A question in the athletics of the Empire. is much exercising many Oxonians, both present and past. When the Rhodes scholars first came over it was feared, and freely expressed by Cambridge men, that Oxford must become supreme in the athletic sports. The prognostic was plausible, since the scholars are selected for athletic prowess not less than intellectual. A very large proportion come from the United States, where athletics, in the narrower sense, flourish as nowhere else in the world. But the prophecy was unfulfilled. More than this : the effect of the scholarships has been actually to depress the level of Oxford athletics. There seems to be no doubt whatever about the influences that have produced this unexpected result. It is twofold. First, schoolboy athletes, eager to represent their University, go to Cambridge rather than Oxford to avoid the competition with older and more technically skilful athletes. Second, younger undergraduates up at Oxford, who have not fully discovered their abilities, prefer other games before athletics, because they feel inferior in an arena almost farmed by elder under- graduates from overseas. So it comes about that the Rhodes scholars take most of the burden on their own shoulders ; and fine athletes though they are, they are not numerous enough to compete with the whole of Cambridge. It is a peculiarity of athletics, as compared, say, with cricket and football, that the best men often do not discover their quality. I could from my own experience quote four examples where good runners and jumpers did not find out their capacity till their last year, or in one case later. This was so in the old days. It is more than ever true to-day in Oxford, while at Cambridge double energy has been spent in unearthing talent to compete with this specialized genius from overseas. We have had no example so salient as at the Inter-University Sports won most handsomely by Cambridge last Saturday. Athletics are a more popular game at Fenner's than at Tilley.
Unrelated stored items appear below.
//! # Case Mappings
//!
//! A [`Cases`] table maps action types to the state transitions a reducer runs for them.
//! It is the Rust counterpart of an object literal keyed by action-type constants:
//!
//! ```rust
//! use duck_framework::{Action, Cases};
//!
//! let cases = Cases::<u32>::new()
//!     .on("counter/INCREMENT", |count, _: &Action| count + 1)
//!     .on("counter/RESET", |_, _: &Action| 0);
//!
//! assert_eq!(cases.len(), 2);
//! assert!(cases.validate().is_ok());
//! ```
//!
//! ## The `"undefined"` key
//!
//! Action-type constants are sometimes optional (`Option<ActionType>`), for example when they
//! are looked up from a registry. Using a missing one as a key produces the literal key
//! [`UNDEFINED_CASE_KEY`]. Validation rejects such mappings so the mistake surfaces when the
//! reducer is built, not when the first action silently falls through.

use crate::action::{Action, ActionType};
use crate::error::CaseError;
use std::borrow::Borrow;
use std::collections::HashMap;
use std::fmt::{self, Debug, Display};

/// The key an unset action type turns into.
pub const UNDEFINED_CASE_KEY: &str = "undefined";

/// State transition run for a matching action.
pub type CaseFn<S, P = (), M = ()> = Box<dyn Fn(S, &Action<P, M>) -> S + Send + Sync>;

/// Key of a case mapping.
#[derive(Debug, Clone, PartialEq, Eq, Hash)]
pub struct CaseKey(String);

impl CaseKey {
    pub fn as_str(&self) -> &str {
        &self.0
    }

    pub fn is_undefined(&self) -> bool {
        self.0 == UNDEFINED_CASE_KEY
    }
}

impl Display for CaseKey {
    fn fmt(&self, f: &mut fmt::Formatter<'_>) -> fmt::Result {
        f.write_str(&self.0)
    }
}

impl AsRef<str> for CaseKey {
    fn as_ref(&self) -> &str {
        &self.0
    }
}

impl Borrow<str> for CaseKey {
    fn borrow(&self) -> &str {
        &self.0
    }
}

impl From<&str> for CaseKey {
    fn from(value: &str) -> Self {
        Self(value.to_owned())
    }
}

impl From<String> for CaseKey {
    fn from(value: String) -> Self {
        Self(value)
    }
}

impl From<ActionType> for CaseKey {
    fn from(value: ActionType) -> Self {
        Self(value.into_string())
    }
}

impl From<&ActionType> for CaseKey {
    fn from(value: &ActionType) -> Self {
        Self(value.as_str().to_owned())
    }
}

impl From<Option<ActionType>> for CaseKey {
    fn from(value: Option<ActionType>) -> Self {
        value.map_or_else(|| Self::from(UNDEFINED_CASE_KEY), Self::from)
    }
}

impl From<Option<&ActionType>> for CaseKey {
    fn from(value: Option<&ActionType>) -> Self {
        value.map_or_else(|| Self::from(UNDEFINED_CASE_KEY), Self::from)
    }
}

/// Ordered table of action type to handler.
///
/// Keys are unique: inserting a key twice replaces the first handler but keeps the key's
/// original position. Order only matters for validation messages; dispatch is a keyed lookup.
pub struct Cases<S, P = (), M = ()> {
    keys: Vec<CaseKey>,
    handlers: HashMap<CaseKey, CaseFn<S, P, M>>,
}

impl<S, P, M> Cases<S, P, M> {
    pub fn new() -> Self {
        Self {
            keys: Vec::new(),
            handlers: HashMap::new(),
        }
    }

    /// Builder form of [`Cases::insert`].
    pub fn on<K, F>(mut self, key: K, handler: F) -> Self
    where
        K: Into<CaseKey>,
        F: Fn(S, &Action<P, M>) -> S + Send + Sync + 'static,
    {
        self.insert(key, handler);
        self
    }

    /// Registers `handler` for `key`, returning the handler it replaced, if any.
    pub fn insert<K, F>(&mut self, key: K, handler: F) -> Option<CaseFn<S, P, M>>
    where
        K: Into<CaseKey>,
        F: Fn(S, &Action<P, M>) -> S + Send + Sync + 'static,
    {
        let key = key.into();
        let previous = self.handlers.insert(key.clone(), Box::new(handler));
        if previous.is_none() {
            self.keys.push(key);
        }
        previous
    }

    pub fn get(&self, action_type: &str) -> Option<&CaseFn<S, P, M>> {
        self.handlers.get(action_type)
    }

    pub fn contains(&self, action_type: &str) -> bool {
        self.get(action_type).is_some()
    }

    /// Keys in insertion order.
    pub fn keys(&self) -> impl Iterator<Item = &CaseKey> {
        self.keys.iter()
    }

    pub fn len(&self) -> usize {
        self.keys.len()
    }

    pub fn is_empty(&self) -> bool {
        self.keys.is_empty()
    }

    /// Validates this mapping's own keys. See [`validate_case_keys`].
    pub fn validate(&self) -> Result<(), CaseError> {
        validate_case_keys(self.keys())
    }
}

impl<S, P, M> Default for Cases<S, P, M> {
    fn default() -> Self {
        Self::new()
    }
}

impl<S, P, M> Debug for Cases<S, P, M> {
    fn fmt(&self, f: &mut fmt::Formatter<'_>) -> fmt::Result {
        f.debug_struct("Cases").field("keys", &self.keys).finish()
    }
}

/// Checks a sequence of case keys.
///
/// - no keys: [`CaseError::EmptyCaseSet`]
/// - only `"undefined"` keys: [`CaseError::AllCasesUndefined`]
/// - a mix: [`CaseError::SomeCasesUndefined`], listing the other keys in order
///
/// ```rust
/// use duck_framework::{validate_case_keys, CaseError};
///
/// let err = validate_case_keys(["valid", "undefined", "anotherValid"]).unwrap_err();
/// assert_eq!(
///     err.to_string(),
///     "One or more of your action types are undefined. Valid cases are: valid, anotherValid."
/// );
/// assert_eq!(validate_case_keys(Vec::<String>::new()), Err(CaseError::EmptyCaseSet));
/// ```
pub fn validate_case_keys<I, K>(keys: I) -> Result<(), CaseError>
where
    I: IntoIterator<Item = K>,
    K: AsRef<str>,
{
    let mut total = 0;
    let mut valid = Vec::new();
    for key in keys {
        total += 1;
        let key = key.as_ref();
        if key != UNDEFINED_CASE_KEY {
            valid.push(key.to_owned());
        }
    }

    if total == 0 {
        return Err(CaseError::EmptyCaseSet);
    }
    if valid.is_empty() {
        return Err(CaseError::AllCasesUndefined);
    }
    if valid.len() != total {
        return Err(CaseError::SomeCasesUndefined { valid });
    }
    Ok(())
}

#[cfg(test)]
mod tests {
    use super::*;

    fn keep(state: u32, _: &Action) -> u32 {
        state
    }

    #[test]
    fn reinserting_a_key_keeps_its_position() {
        let mut cases = Cases::<u32>::new().on("a", keep).on("b", keep);

        let replaced = cases.insert("a", |state, _| state + 1);

        assert!(replaced.is_some());
        let keys: Vec<&str> = cases.keys().map(CaseKey::as_str).collect();
        assert_eq!(keys, ["a", "b"]);
        let handler = cases.get("a").unwrap();
        assert_eq!(handler(1, &Action::new("a")), 2);
    }

    #[test]
    fn missing_action_type_becomes_undefined_key() {
        let missing: Option<ActionType> = None;

        assert!(CaseKey::from(missing).is_undefined());
        assert_eq!(CaseKey::from(Some(ActionType::from("x/y"))).as_str(), "x/y");
    }

    #[test]
    fn empty_mapping_is_rejected() {
        assert_eq!(Cases::<u32>::new().validate(), Err(CaseError::EmptyCaseSet));
    }

    #[test]
    fn all_undefined_keys_are_rejected() {
        let cases = Cases::<u32>::new().on(None::<ActionType>, keep);

        assert_eq!(cases.validate(), Err(CaseError::AllCasesUndefined));
    }

    #[test]
    fn mixed_keys_report_the_valid_ones() {
        let cases = Cases::<u32>::new()
            .on("valid", keep)
            .on(UNDEFINED_CASE_KEY, keep)
            .on("anotherValid", keep);

        assert_eq!(
            cases.validate(),
            Err(CaseError::SomeCasesUndefined {
                valid: vec!["valid".to_owned(), "anotherValid".to_owned()],
            })
        );
    }
}
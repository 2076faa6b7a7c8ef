use duck_framework::mock::CaseRecorder;
use duck_framework::{create_duck, Action};
use duck_sample::error::PondError;
use duck_sample::lifecycle::{Pond, PondState};
use duck_sample::model::{AlfredState, Comment, PondCases, WinnieState};

/// Full pond: every action reaches both ducks, in dispatch order.
#[test]
fn test_full_pond_day() {
    let pond = Pond::new().unwrap();

    // 1. Initial state comes from each reducer's default
    let state = pond.initial_state();
    assert_eq!(
        state,
        PondState {
            alfred: AlfredState {
                belly: vec![],
                happy: true,
            },
            winnie: WinnieState { home: true },
        }
    );

    // 2. Alfred eats; Winnie is unaffected
    let state = pond.reduce(state, &pond.alfred.eat("bread", Some("breakfast")));
    assert_eq!(state.alfred.belly, ["bread"]);
    assert!(state.winnie.home);

    // 3. Winnie leaves; both slices change
    let state = pond.reduce(state, &pond.winnie.go_to_work.empty());
    assert!(!state.winnie.home);
    assert!(!state.alfred.happy);

    // 4. Unknown action: nothing changes
    let before = state.clone();
    let state = pond.reduce(state, &Action::new("pond/heron/FLY_BY"));
    assert_eq!(state, before);

    // 5. Winnie returns, Alfred sleeps
    let state = pond.reduce(state, &pond.winnie.return_home.empty());
    let state = pond.reduce(state, &pond.alfred.sleep.empty());
    assert_eq!(state.alfred, AlfredState::default());
    assert!(state.winnie.home);
}

#[test]
fn test_replay_json_matches_manual_dispatch() {
    let pond = Pond::new().unwrap();
    let script = r#"[
        { "type": "pond/alfred/EAT", "payload": "bread", "meta": { "comment": "breakfast" } },
        { "type": "pond/winnie/GO_TO_WORK" },
        { "type": "pond/alfred/EAT", "payload": "worm" }
    ]"#;

    let replayed = pond.replay_json(script).unwrap();
    let dispatched = pond.replay(&[
        pond.alfred.eat("bread", Some("breakfast")),
        pond.winnie.go_to_work.empty(),
        pond.alfred.eat("worm", None),
    ]);

    assert_eq!(replayed, dispatched);
    assert_eq!(replayed.alfred.belly, ["bread", "worm"]);
    assert!(!replayed.alfred.happy);
}

#[test]
fn test_replay_json_rejects_malformed_script() {
    let pond = Pond::new().unwrap();

    let result = pond.replay_json(r#"[{ "payload": "bread" }]"#);

    assert!(matches!(result, Err(PondError::InvalidScript(_))));
}

#[test]
fn test_eat_action_wire_shape() {
    let pond = Pond::new().unwrap();

    let json = serde_json::to_value(pond.alfred.eat("bread", Some("breakfast"))).unwrap();

    assert_eq!(
        json,
        serde_json::json!({
            "type": "pond/alfred/EAT",
            "payload": "bread",
            "error": false,
            "meta": { "comment": "breakfast" }
        })
    );
}

/// A third duck joining the pond reuses the shared action shape and sees Winnie's types.
#[test]
fn test_new_duck_reacts_to_existing_types() {
    let pond = Pond::new().unwrap();
    let heron = create_duck("heron", Some("pond"));
    let recorder = CaseRecorder::<String, Comment>::new();

    let reducer = heron
        .create_reducer(
            PondCases::new()
                .on(heron.define_type("FLY_BY"), recorder.passthrough())
                .on(&pond.winnie.types.go_to_work, recorder.record(|seen: u32, _| seen + 1)),
            0,
        )
        .unwrap();

    let seen = reducer.fold(
        reducer.initial_state(),
        &[
            pond.winnie.go_to_work.empty(),
            pond.alfred.sleep.empty(),
            pond.winnie.go_to_work.empty(),
        ],
    );

    assert_eq!(seen, 2);
    recorder.verify(&["pond/winnie/GO_TO_WORK", "pond/winnie/GO_TO_WORK"]);
}

#[test]
fn test_invalid_duck_surfaces_as_pond_error() {
    let duck = create_duck("broken", Some("pond"));

    let result: Result<_, PondError> = duck
        .create_reducer(PondCases::<u32>::new(), 0)
        .map_err(PondError::from);

    let err = result.unwrap_err();
    assert_eq!(
        err.to_string(),
        "Invalid duck definition: You should pass at least one case name when creating a reducer."
    );
}
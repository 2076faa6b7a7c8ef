//! # Reducers
//!
//! A [`Reducer`] folds an action into the next state using a validated [`Cases`] table:
//!
//! - **Dispatch**: if the action's type is a case key, the result is exactly that handler's
//!   return value for `(state, action)`.
//! - **Identity**: any other type (including the sentinel) returns `state` untouched. The
//!   value is moved straight back to the caller, so no clone or rebuild takes place.
//!
//! Reducers are immutable after construction and hold no state of their own. Whoever owns
//! the application state (a store) decides when to call them.
//!
//! ```rust
//! use duck_framework::{Action, Cases, Reducer};
//!
//! let reducer = Reducer::new(
//!     Cases::<i64, i64>::new().on("counter/ADD", |count, action: &Action<i64>| {
//!         count + action.payload.unwrap_or(1)
//!     }),
//!     0,
//! )
//! .unwrap();
//!
//! assert_eq!(reducer.reduce(1, &Action::new("counter/ADD").with_payload(4)), 5);
//! assert_eq!(reducer.reduce(1, &Action::new("counter/UNKNOWN")), 1);
//! assert_eq!(reducer.initial_state(), 0);
//! ```

use crate::action::Action;
use crate::cases::{CaseKey, Cases};
use crate::error::CaseError;
use std::fmt::{self, Debug};
use tracing::trace;

/// A pure `(state, action) -> state` function built from a case mapping and a default state.
pub struct Reducer<S, P = (), M = ()> {
    cases: Cases<S, P, M>,
    default_state: S,
}

impl<S, P, M> Reducer<S, P, M> {
    /// Validates `cases` and builds the reducer.
    ///
    /// Fails with the first [`CaseError`] the keys trigger; nothing is built in that case.
    pub fn new(cases: Cases<S, P, M>, default_state: S) -> Result<Self, CaseError> {
        cases.validate()?;
        Ok(Self {
            cases,
            default_state,
        })
    }

    /// Applies `action` to `state`.
    pub fn reduce(&self, state: S, action: &Action<P, M>) -> S {
        match self.cases.get(action.action_type.as_str()) {
            Some(handler) => {
                trace!(action_type = %action.action_type, "Case matched");
                handler(state, action)
            }
            None => {
                trace!(action_type = %action.action_type, "No matching case");
                state
            }
        }
    }

    /// Applies each action in order, starting from `state`.
    pub fn fold<'a, I>(&self, state: S, actions: I) -> S
    where
        I: IntoIterator<Item = &'a Action<P, M>>,
        P: 'a,
        M: 'a,
    {
        actions
            .into_iter()
            .fold(state, |state, action| self.reduce(state, action))
    }

    pub fn default_state(&self) -> &S {
        &self.default_state
    }

    /// Whether an action of `action_type` would reach a handler.
    pub fn handles(&self, action_type: &str) -> bool {
        self.cases.contains(action_type)
    }

    pub fn case_keys(&self) -> impl Iterator<Item = &CaseKey> {
        self.cases.keys()
    }
}

impl<S: Clone, P, M> Reducer<S, P, M> {
    /// Reducer call with optional arguments.
    ///
    /// A missing `state` is replaced by a clone of the default state, a missing `action` by
    /// [`Action::sentinel`].
    pub fn call(&self, state: Option<S>, action: Option<&Action<P, M>>) -> S {
        let state = state.unwrap_or_else(|| self.default_state.clone());
        match action {
            Some(action) => self.reduce(state, action),
            None => self.reduce(state, &Action::sentinel()),
        }
    }

    /// The state a store starts from: the reducer called with no arguments.
    pub fn initial_state(&self) -> S {
        self.call(None, None)
    }
}

impl<S: Debug, P, M> Debug for Reducer<S, P, M> {
    fn fmt(&self, f: &mut fmt::Formatter<'_>) -> fmt::Result {
        f.debug_struct("Reducer")
            .field("cases", &self.cases)
            .field("default_state", &self.default_state)
            .finish()
    }
}

#[cfg(test)]
mod tests {
    use super::*;
    use crate::action::INVALID_ACTION_TYPE;
    use crate::cases::UNDEFINED_CASE_KEY;

    #[derive(Debug, Clone, PartialEq)]
    struct Counter {
        count: u32,
    }

    fn counter_reducer() -> Reducer<Counter> {
        Reducer::new(
            Cases::new().on("counter/INCREMENT", |state: Counter, _: &Action| Counter {
                count: state.count + 1,
            }),
            Counter { count: 0 },
        )
        .unwrap()
    }

    #[test]
    fn matching_case_runs_its_handler() {
        let reducer = counter_reducer();

        let next = reducer.reduce(Counter { count: 2 }, &Action::new("counter/INCREMENT"));

        assert_eq!(next, Counter { count: 3 });
    }

    #[test]
    fn unknown_type_returns_state_untouched() {
        let reducer = Reducer::<Vec<u8>>::new(Cases::new().on("a", |_, _| Vec::new()), Vec::new())
            .unwrap();
        let state = vec![1, 2, 3];
        let ptr = state.as_ptr();

        let next = reducer.reduce(state, &Action::new("b"));

        // Same allocation: the state was moved through, not rebuilt.
        assert_eq!(next.as_ptr(), ptr);
        assert_eq!(next, [1, 2, 3]);
    }

    #[test]
    fn call_without_arguments_yields_default_state() {
        let reducer = counter_reducer();

        assert_eq!(reducer.call(None, None), Counter { count: 0 });
        assert_eq!(reducer.initial_state(), Counter { count: 0 });
    }

    #[test]
    fn call_without_action_uses_sentinel() {
        let reducer = counter_reducer();

        assert!(!reducer.handles(INVALID_ACTION_TYPE));
        assert_eq!(
            reducer.call(Some(Counter { count: 2 }), None),
            Counter { count: 2 }
        );
    }

    #[test]
    fn call_without_state_starts_from_default() {
        let reducer = counter_reducer();

        let next = reducer.call(None, Some(&Action::new("counter/INCREMENT")));

        assert_eq!(next, Counter { count: 1 });
    }

    #[test]
    fn fold_applies_actions_in_order() {
        let reducer = Reducer::<String, char>::new(
            Cases::new().on("text/PUSH", |mut text: String, action: &Action<char>| {
                text.extend(action.payload);
                text
            }),
            String::new(),
        )
        .unwrap();
        let actions = [
            Action::new("text/PUSH").with_payload('a'),
            Action::new("text/IGNORED").with_payload('x'),
            Action::new("text/PUSH").with_payload('b'),
        ];

        assert_eq!(reducer.fold(String::new(), &actions), "ab");
        assert_eq!(reducer.default_state(), "");
        let keys: Vec<&str> = reducer.case_keys().map(CaseKey::as_str).collect();
        assert_eq!(keys, ["text/PUSH"]);
    }

    #[test]
    fn invalid_mapping_builds_nothing() {
        let result = Reducer::<u32>::new(Cases::new().on(UNDEFINED_CASE_KEY, |s, _| s), 0);

        assert_eq!(result.unwrap_err(), CaseError::AllCasesUndefined);
    }
}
It once fell to my lot to conduct a very large group of the picked athletes of the United States over Oxford ; and I asked many of them individually what struck them most in the comparison with their own Universities. The reply they all made was rather unexpected. What amazed them all was the amount of playing fields. That a college should have its special grounds, apart from the University--even that astonished some. They wondered at the number of games played, both in general and by particular athletes. Their comment is a propos. It is a toss up with very many men which game they shall chiefly cultivate ; and it follows that a very slight influence may divert a man from this game or that. Some critics will object to the inclusion of athletics among games ; but with the modern field events it may be made a game and given much more general popularity than it now secures.